The next two works on the program were an intriguing assemblage -- Elegy and Capriccio, Op. 47, by Johan Kvandal for solo viola, and "Lachrymae," Op. 48A, by Benjamin Britten for viola and keyboard. The Kvandal piece, especially written for Tomter's debut, is full of tension and drama, the elegy more a lament of desperate grief than a slow dirge. Tomter rendered this with an almost bitter percussiveness.
The "Lachrymae," based on an English Renaissance piece by John Dowland, was again incredibly tense but more moody, finishing in a melodic benediction beautifully delivered by both artists.
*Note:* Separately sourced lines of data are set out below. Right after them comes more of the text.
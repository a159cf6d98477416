use crate::ports::outbound::ReportWriter;
use crate::rollup::domain::RequiredQuantities;
use crate::shared::error::RollupError;
use crate::shared::security::validate_output_path;
use crate::shared::Result;
use rust_xlsxwriter::Workbook;
use std::path::Path;

/// Largest quantity an Excel number cell holds without rounding (2^53)
const MAX_EXACT_NUMBER: u64 = 1 << 53;

/// XlsxReportWriter adapter for writing the report as an Excel workbook
///
/// One worksheet; column A holds the part number, column B the quantity.
/// No header row. Quantities above 2^53 are written as text so they are
/// never rounded.
pub struct XlsxReportWriter;

impl XlsxReportWriter {
    pub fn new() -> Self {
        Self
    }

    fn write_error(destination: &Path, details: impl ToString) -> anyhow::Error {
        RollupError::FileWriteError {
            path: destination.to_path_buf(),
            details: details.to_string(),
        }
        .into()
    }
}

impl Default for XlsxReportWriter {
    fn default() -> Self {
        Self::new()
    }
}

impl ReportWriter for XlsxReportWriter {
    fn write_report(&self, required: &RequiredQuantities, destination: &Path) -> Result<()> {
        validate_output_path(destination)?;

        let mut workbook = Workbook::new();
        let worksheet = workbook.add_worksheet();

        for (row, (part_number, quantity)) in required.iter().enumerate() {
            let row = u32::try_from(row).map_err(|e| Self::write_error(destination, e))?;
            worksheet
                .write_string(row, 0, part_number.as_str())
                .map_err(|e| Self::write_error(destination, e))?;
            if quantity <= MAX_EXACT_NUMBER {
                worksheet
                    .write_number(row, 1, quantity as f64)
                    .map_err(|e| Self::write_error(destination, e))?;
            } else {
                worksheet
                    .write_string(row, 1, quantity.to_string())
                    .map_err(|e| Self::write_error(destination, e))?;
            }
        }

        workbook
            .save(destination)
            .map_err(|e| Self::write_error(destination, e))?;

        Ok(())
    }
}
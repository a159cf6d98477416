use crate::ports::outbound::PartCatalog;
use crate::rollup::domain::{BomEdge, PartId, PartRecord};
use crate::shared::Result;
use std::cell::RefCell;
use std::collections::HashMap;
use tracing::trace;

/// CachingPartCatalog wraps a PartCatalog and memoizes part lookups for one run.
///
/// This adapter implements the decorator pattern: a part that occurs in
/// several subassemblies is resolved upstream only once. Totals are the same
/// with or without the cache. The BoM fetch itself is passed through.
///
/// The cache uses interior mutability and is meant for the single-threaded
/// roll-up; it is not `Sync`.
pub struct CachingPartCatalog<C: PartCatalog> {
    inner: C,
    cache: RefCell<HashMap<PartId, PartRecord>>,
}

impl<C: PartCatalog> CachingPartCatalog<C> {
    /// Creates a new caching catalog wrapping the given inner catalog
    pub fn new(inner: C) -> Self {
        Self {
            inner,
            cache: RefCell::new(HashMap::new()),
        }
    }

    /// Returns the current cache size
    pub fn cache_size(&self) -> usize {
        self.cache.borrow().len()
    }
}

impl<C: PartCatalog> PartCatalog for CachingPartCatalog<C> {
    fn fetch_bill_of_materials(&self) -> Result<Vec<BomEdge>> {
        self.inner.fetch_bill_of_materials()
    }

    fn resolve_part_number(&self, part_id: PartId) -> Result<PartRecord> {
        if let Some(cached) = self.cache.borrow().get(&part_id) {
            trace!(%part_id, "Part number cache hit");
            return Ok(cached.clone());
        }

        let record = self.inner.resolve_part_number(part_id)?;
        self.cache.borrow_mut().insert(part_id, record.clone());

        Ok(record)
    }
}
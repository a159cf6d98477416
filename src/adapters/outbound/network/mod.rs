/// Network adapters for the BoM API
mod bom_api_client;
mod caching_part_catalog;

pub use bom_api_client::{BomApiClient, DEFAULT_API_HOST, DEFAULT_REQUEST_TIMEOUT_SECS};
pub use caching_part_catalog::CachingPartCatalog;
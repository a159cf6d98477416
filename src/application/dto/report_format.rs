use std::path::Path;

/// Report format enumeration for the roll-up output
///
/// Both formats carry the same two columns; the format is picked from the
/// destination's file extension.
#[derive(Debug, Clone, Copy, PartialEq, Eq)]
pub enum ReportFormat {
    /// Excel workbook (default)
    Xlsx,
    /// Comma-separated values
    Csv,
}

impl ReportFormat {
    /// Detects the format from a destination path
    ///
    /// `.csv` (any case) selects CSV; every other extension, or none, selects XLSX.
    pub fn from_path(path: &Path) -> Self {
        match path.extension().and_then(|ext| ext.to_str()) {
            Some(ext) if ext.eq_ignore_ascii_case("csv") => ReportFormat::Csv,
            _ => ReportFormat::Xlsx,
        }
    }
}

impl std::fmt::Display for ReportFormat {
    fn fmt(&self, f: &mut std::fmt::Formatter<'_>) -> std::fmt::Result {
        match self {
            ReportFormat::Xlsx => write!(f, "xlsx"),
            ReportFormat::Csv => write!(f, "csv"),
        }
    }
}

#[cfg(test)]
mod tests {
    use super::*;

    #[test]
    fn test_from_path_csv() {
        assert_eq!(ReportFormat::from_path(Path::new("out.csv")), ReportFormat::Csv);
        assert_eq!(ReportFormat::from_path(Path::new("OUT.CSV")), ReportFormat::Csv);
    }

    #[test]
    fn test_from_path_defaults_to_xlsx() {
        assert_eq!(ReportFormat::from_path(Path::new("out.xlsx")), ReportFormat::Xlsx);
        assert_eq!(ReportFormat::from_path(Path::new("report")), ReportFormat::Xlsx);
        assert_eq!(ReportFormat::from_path(Path::new("out.txt")), ReportFormat::Xlsx);
    }

    #[test]
    fn test_display() {
        assert_eq!(ReportFormat::Xlsx.to_string(), "xlsx");
        assert_eq!(ReportFormat::Csv.to_string(), "csv");
    }
}
//! bom-rollup - Bill of materials quantity roll-up
//!
//! This library computes, for a hierarchical bill of materials, the total
//! quantity of every part required to build one unit of the top-level
//! assembly, and writes the result as a two-column report.
//!
//! # Architecture
//!
//! The library is organized into the following layers:
//!
//! - **Domain Layer** (`rollup`): Part model, parent index and the roll-up traversal
//! - **Application Layer** (`application`): Use cases and application services
//! - **Ports** (`ports`): Interface definitions for infrastructure
//! - **Adapters** (`adapters`): Concrete implementations of ports
//! - **Shared** (`shared`): Common utilities and error types
//!
//! # Example
//!
//! ```no_run
//! use bom_rollup::prelude::*;
//!
//! # fn main() -> Result<()> {
//! // Create adapters
//! let part_catalog = CachingPartCatalog::new(BomApiClient::new()?);
//! let report_writer = XlsxReportWriter::new();
//! let progress_reporter = StderrProgressReporter::new();
//!
//! // Create use case
//! let use_case = RollUpUseCase::new(part_catalog, report_writer, progress_reporter);
//!
//! // Execute
//! let response = use_case.execute(RollupRequest::new("roll_up_output.xlsx"))?;
//! for (part_number, quantity) in response.required_quantities.iter() {
//!     println!("{}: {}", part_number, quantity);
//! }
//! # Ok(())
//! # }
//! ```

pub mod adapters;
pub mod application;
pub mod config;
pub mod logging;
pub mod ports;
pub mod rollup;
pub mod shared;

/// Prelude module for convenient imports
pub mod prelude {
    pub use crate::adapters::outbound::console::StderrProgressReporter;
    pub use crate::adapters::outbound::filesystem::{CsvReportWriter, XlsxReportWriter};
    pub use crate::adapters::outbound::network::{BomApiClient, CachingPartCatalog};
    pub use crate::application::dto::{ReportFormat, RollupRequest, RollupResponse};
    pub use crate::application::factories::ReportWriterFactory;
    pub use crate::application::use_cases::RollUpUseCase;
    pub use crate::ports::inbound::RollupPort;
    pub use crate::ports::outbound::{PartCatalog, ProgressReporter, ReportWriter};
    pub use crate::rollup::domain::{
        BomEdge, ChildPart, ParentKey, PartId, PartNumber, PartRecord, PartsByParent,
        RequiredQuantities,
    };
    pub use crate::rollup::services::{BomIndexer, RollupCalculator};
    pub use crate::shared::error::RollupError;
    pub use crate::shared::Result;
}
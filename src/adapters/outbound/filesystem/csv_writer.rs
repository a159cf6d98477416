use crate::ports::outbound::ReportWriter;
use crate::rollup::domain::RequiredQuantities;
use crate::shared::error::RollupError;
use crate::shared::security::validate_output_path;
use crate::shared::Result;
use std::path::Path;

/// CsvReportWriter adapter for writing the report as CSV
///
/// Two columns, `part_number,quantity`, without a header record.
pub struct CsvReportWriter;

impl CsvReportWriter {
    pub fn new() -> Self {
        Self
    }
}

impl Default for CsvReportWriter {
    fn default() -> Self {
        Self::new()
    }
}

impl ReportWriter for CsvReportWriter {
    fn write_report(&self, required: &RequiredQuantities, destination: &Path) -> Result<()> {
        validate_output_path(destination)?;

        let write_error = |e: csv::Error| RollupError::FileWriteError {
            path: destination.to_path_buf(),
            details: e.to_string(),
        };

        let mut writer = csv::WriterBuilder::new()
            .has_headers(false)
            .from_path(destination)
            .map_err(write_error)?;

        for (part_number, quantity) in required.iter() {
            writer
                .write_record([part_number.as_str(), quantity.to_string().as_str()])
                .map_err(write_error)?;
        }

        writer.flush().map_err(|e| RollupError::FileWriteError {
            path: destination.to_path_buf(),
            details: e.to_string(),
        })?;

        Ok(())
    }
}
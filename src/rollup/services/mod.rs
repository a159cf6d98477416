mod bom_indexer;
mod rollup_calculator;

pub use bom_indexer::BomIndexer;
pub use rollup_calculator::RollupCalculator;
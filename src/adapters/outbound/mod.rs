/// Outbound adapters - Infrastructure implementations of outbound ports
pub mod console;
pub mod filesystem;
pub mod network;
//! Background pollers that keep lightweight views warm between full scans.
//!
//! - [`BonusMapPoller`] refreshes [`SharedBonusPoints`] from a [`BonusPointSource`].
//! - [`LatestBurnPoller`] watches the newest few signatures of the mint and publishes the
//!   most recent burn through [`LatestBurnTracker`].
//!
//! Both only ever add or replace state. A failed poll leaves the previous state in place.

use anyhow::{Context, Result};
use arc_swap::ArcSwapOption;
use async_trait::async_trait;
use dashmap::DashMap;
use log::{error, info, warn};
use std::sync::atomic::{AtomicI64, AtomicU32, Ordering};
use std::sync::Arc;
use tokio::time::{interval, timeout, Duration, MissedTickBehavior};
use tokio_util::sync::CancellationToken;

use crate::burn_parser::BurnParser;
use crate::ledger_client::{LedgerClient, SignatureQuery};
use crate::sources::BonusPointSource;
use crate::types::{BonusPointMap, BurnEvent};
use crate::utils::now_unix_millis;

/// Bonus point map shared between the poller and scoring.
#[derive(Clone, Default)]
pub struct SharedBonusPoints {
    points: Arc<DashMap<String, i64>>,
    last_successful_update: Arc<AtomicI64>,
    consecutive_failures: Arc<AtomicU32>,
}

impl SharedBonusPoints {
    pub fn new() -> Self {
        Self::default()
    }

    /// Inserts new addresses and replaces changed values. Addresses missing from
    /// `incoming` are kept. Returns how many entries changed.
    pub fn merge(&self, incoming: BonusPointMap) -> usize {
        let mut changed = 0;
        for (address, points) in incoming {
            let previous = self.points.insert(address, points);
            if previous != Some(points) {
                changed += 1;
            }
        }
        changed
    }

    pub fn get(&self, address: &str) -> Option<i64> {
        self.points.get(address).map(|v| *v)
    }

    pub fn snapshot(&self) -> BonusPointMap {
        self.points
            .iter()
            .map(|entry| (entry.key().clone(), *entry.value()))
            .collect()
    }

    pub fn len(&self) -> usize {
        self.points.len()
    }

    pub fn is_empty(&self) -> bool {
        self.points.is_empty()
    }

    /// Unix millis of the last successful refresh, 0 if none yet.
    pub fn last_successful_update(&self) -> i64 {
        self.last_successful_update.load(Ordering::Relaxed)
    }

    pub fn consecutive_failures(&self) -> u32 {
        self.consecutive_failures.load(Ordering::Relaxed)
    }

    fn mark_success(&self) {
        self.last_successful_update
            .store(now_unix_millis(), Ordering::Relaxed);
        self.consecutive_failures.store(0, Ordering::Relaxed);
    }

    fn mark_failure(&self) {
        self.consecutive_failures.fetch_add(1, Ordering::Relaxed);
    }
}

#[async_trait]
impl BonusPointSource for SharedBonusPoints {
    async fn bonus_points(&self) -> Result<BonusPointMap> {
        Ok(self.snapshot())
    }
}

pub struct BonusMapPoller {
    source: Arc<dyn BonusPointSource>,
    shared: SharedBonusPoints,
    update_interval: Duration,
    cancel: CancellationToken,
}

impl BonusMapPoller {
    pub fn new(
        source: Arc<dyn BonusPointSource>,
        shared: SharedBonusPoints,
        update_interval: Duration,
        cancel: CancellationToken,
    ) -> Self {
        Self {
            source,
            shared,
            update_interval,
            cancel,
        }
    }

    pub async fn refresh_once(&self) -> Result<usize> {
        match self.source.bonus_points().await {
            Ok(map) => {
                let changed = self.shared.merge(map);
                self.shared.mark_success();
                Ok(changed)
            }
            Err(e) => {
                self.shared.mark_failure();
                Err(e)
            }
        }
    }

    /// Polls until the cancellation token fires. The first poll runs immediately.
    pub async fn start(self: Arc<Self>) {
        info!("🚀 Starting bonus map poller (interval {:?})", self.update_interval);
        let mut ticker = interval(self.update_interval);
        ticker.set_missed_tick_behavior(MissedTickBehavior::Delay);
        let mut iteration = 0u64;

        loop {
            tokio::select! {
                _ = self.cancel.cancelled() => {
                    info!("🛑 Bonus map poller stopped");
                    return;
                }
                _ = ticker.tick() => {}
            }
            iteration += 1;

            match self.refresh_once().await {
                Ok(changed) => info!(
                    "✅ [Bonus #{}] {} entries, {} changed",
                    iteration,
                    self.shared.len(),
                    changed
                ),
                Err(e) => {
                    let failures = self.shared.consecutive_failures();
                    error!(
                        "❌ [Bonus #{}] Refresh failed (consecutive failures: {}): {:#}",
                        iteration, failures, e
                    );
                }
            }
        }
    }
}

/// The newest burn seen so far.
#[derive(Debug, Clone, PartialEq, Eq)]
pub struct LatestBurn {
    pub address: String,
    pub event: BurnEvent,
}

#[derive(Clone, Default)]
pub struct LatestBurnTracker {
    latest: Arc<ArcSwapOption<LatestBurn>>,
}

impl LatestBurnTracker {
    pub fn new() -> Self {
        Self::default()
    }

    /// Replaces the tracked burn if `burn` is at least as new and is a different
    /// transaction. Returns whether it was accepted.
    pub fn offer(&self, burn: LatestBurn) -> bool {
        let burn = Arc::new(burn);
        let mut accepted = false;
        // check and swap in one step so a concurrent older offer cannot land last
        self.latest.rcu(|current| {
            accepted = match current {
                Some(held) => {
                    burn.event.timestamp_unix_seconds >= held.event.timestamp_unix_seconds
                        && burn.event.transaction_id != held.event.transaction_id
                }
                None => true,
            };
            if accepted {
                Some(Arc::clone(&burn))
            } else {
                current.clone()
            }
        });
        accepted
    }

    pub fn latest(&self) -> Option<LatestBurn> {
        self.latest.load_full().map(|b| (*b).clone())
    }
}

pub struct LatestBurnPoller {
    client: Arc<dyn LedgerClient>,
    parser: BurnParser,
    tracker: LatestBurnTracker,
    limit: usize,
    update_interval: Duration,
    request_timeout: Duration,
    cancel: CancellationToken,
}

impl LatestBurnPoller {
    pub fn new(
        client: Arc<dyn LedgerClient>,
        parser: BurnParser,
        tracker: LatestBurnTracker,
        cancel: CancellationToken,
    ) -> Self {
        Self {
            client,
            parser,
            tracker,
            limit: 10,
            update_interval: Duration::from_secs(15),
            request_timeout: Duration::from_secs(12),
            cancel,
        }
    }

    pub fn with_limit(mut self, limit: usize) -> Self {
        self.limit = limit;
        self
    }

    pub fn with_interval(mut self, update_interval: Duration) -> Self {
        self.update_interval = update_interval;
        self
    }

    pub fn with_request_timeout(mut self, request_timeout: Duration) -> Self {
        self.request_timeout = request_timeout;
        self
    }

    /// One poll: newest `limit` signatures, their bodies, newest burn among them.
    /// Returns the burn if the tracker accepted it.
    pub async fn poll_once(&self) -> Result<Option<LatestBurn>> {
        let query = SignatureQuery {
            limit: self.limit,
            before: None,
        };
        let page = timeout(
            self.request_timeout,
            self.client.list_signatures(self.parser.mint(), query),
        )
        .await
        .context("Latest signatures request timed out")??;
        if page.is_empty() {
            return Ok(None);
        }

        let signatures: Vec<String> = page.into_iter().map(|s| s.signature).collect();
        let transactions = timeout(
            self.request_timeout,
            self.client.get_parsed_transactions(&signatures),
        )
        .await
        .context("Latest transactions request timed out")??;

        let newest = transactions
            .iter()
            .flatten()
            .flat_map(|tx| self.parser.extract_burns(tx))
            .max_by_key(|(_, event)| event.timestamp_unix_seconds);

        Ok(newest.and_then(|(address, event)| {
            let burn = LatestBurn { address, event };
            self.tracker.offer(burn.clone()).then_some(burn)
        }))
    }

    pub async fn start(self: Arc<Self>) {
        info!(
            "🚀 Starting latest burn poller (limit {}, interval {:?})",
            self.limit, self.update_interval
        );
        let mut ticker = interval(self.update_interval);
        ticker.set_missed_tick_behavior(MissedTickBehavior::Delay);

        loop {
            tokio::select! {
                _ = self.cancel.cancelled() => {
                    info!("🛑 Latest burn poller stopped");
                    return;
                }
                _ = ticker.tick() => {}
            }

            match self.poll_once().await {
                Ok(Some(burn)) => info!(
                    "🔥 New latest burn: {} burned {} ({})",
                    burn.address, burn.event.amount, burn.event.transaction_id
                ),
                Ok(None) => {}
                Err(e) => warn!("⚠️ Latest burn poll failed: {:#}", e),
            }
        }
    }
}

#[cfg(test)]
mod tests {
    use super::*;
    use crate::sources::StaticSources;
    use rust_decimal::Decimal;

    fn burn(address: &str, ts: i64, tx: &str) -> LatestBurn {
        LatestBurn {
            address: address.to_string(),
            event: BurnEvent {
                amount: Decimal::ONE,
                timestamp_unix_seconds: ts,
                transaction_id: tx.to_string(),
            },
        }
    }

    #[test]
    fn test_merge_only_adds_or_replaces() {
        let shared = SharedBonusPoints::new();
        shared.merge(BonusPointMap::from([
            ("a".to_string(), 1),
            ("b".to_string(), 2),
        ]));
        let changed = shared.merge(BonusPointMap::from([
            ("b".to_string(), 2),
            ("c".to_string(), 3),
        ]));
        assert_eq!(changed, 1);
        assert_eq!(shared.len(), 3);
        assert_eq!(shared.get("a"), Some(1));
    }

    #[tokio::test]
    async fn test_bonus_poller_refresh_once() {
        let source = Arc::new(StaticSources {
            bonus_points: BonusPointMap::from([("x".to_string(), 50)]),
            ..Default::default()
        });
        let shared = SharedBonusPoints::new();
        let poller = BonusMapPoller::new(
            source,
            shared.clone(),
            Duration::from_secs(300),
            CancellationToken::new(),
        );
        assert_eq!(poller.refresh_once().await.unwrap(), 1);
        assert_eq!(shared.bonus_points().await.unwrap().get("x"), Some(&50));
        assert!(shared.last_successful_update() > 0);
    }

    #[tokio::test]
    async fn test_bonus_poller_stops_on_cancel() {
        let cancel = CancellationToken::new();
        let poller = Arc::new(BonusMapPoller::new(
            Arc::new(StaticSources::default()),
            SharedBonusPoints::new(),
            Duration::from_millis(10),
            cancel.clone(),
        ));
        let handle = tokio::spawn(poller.start());
        cancel.cancel();
        tokio::time::timeout(Duration::from_secs(1), handle)
            .await
            .unwrap()
            .unwrap();
    }

    #[test]
    fn test_tracker_never_rolls_back() {
        let tracker = LatestBurnTracker::new();
        assert!(tracker.offer(burn("a", 100, "t1")));
        assert!(!tracker.offer(burn("b", 90, "t0")));
        assert!(!tracker.offer(burn("a", 100, "t1")));
        assert!(tracker.offer(burn("c", 100, "t2")));
        assert_eq!(tracker.latest().unwrap().address, "c");
    }

    #[test]
    fn test_tracker_concurrent_offers_keep_newest() {
        let tracker = LatestBurnTracker::new();
        std::thread::scope(|scope| {
            for t in 0..8i64 {
                let tracker = tracker.clone();
                scope.spawn(move || {
                    for i in 0..500i64 {
                        let ts = i * 8 + t;
                        tracker.offer(burn("w", ts, &format!("tx-{}", ts)));
                    }
                });
            }
        });
        let latest = tracker.latest().unwrap();
        assert_eq!(latest.event.timestamp_unix_seconds, 499 * 8 + 7);
        assert_eq!(latest.event.transaction_id, "tx-3999");
    }
}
Following the intermission was Niccolo Paganini's showy and somewhat overblown "Gran Sonata" in C minor dispatched by Tomter with great elan and a touch of appropriate melodrama. The final, climactic work, Johannes Brahms's voluptuous Sonata in E-flat, Op. 120, No. 2, filled the Grand Salon in a grand manner indeed. This is a handsome, expansive work well-suited to Tomter's full-bodied style, and it gave him a chance for some free-spirited flourishes as well. Andsnes provided the robust piano underpinnings. As this sonata begins and ends with lyric passages, an Allegro amabile and an Andante con moto, there is a delightful symmetry to it.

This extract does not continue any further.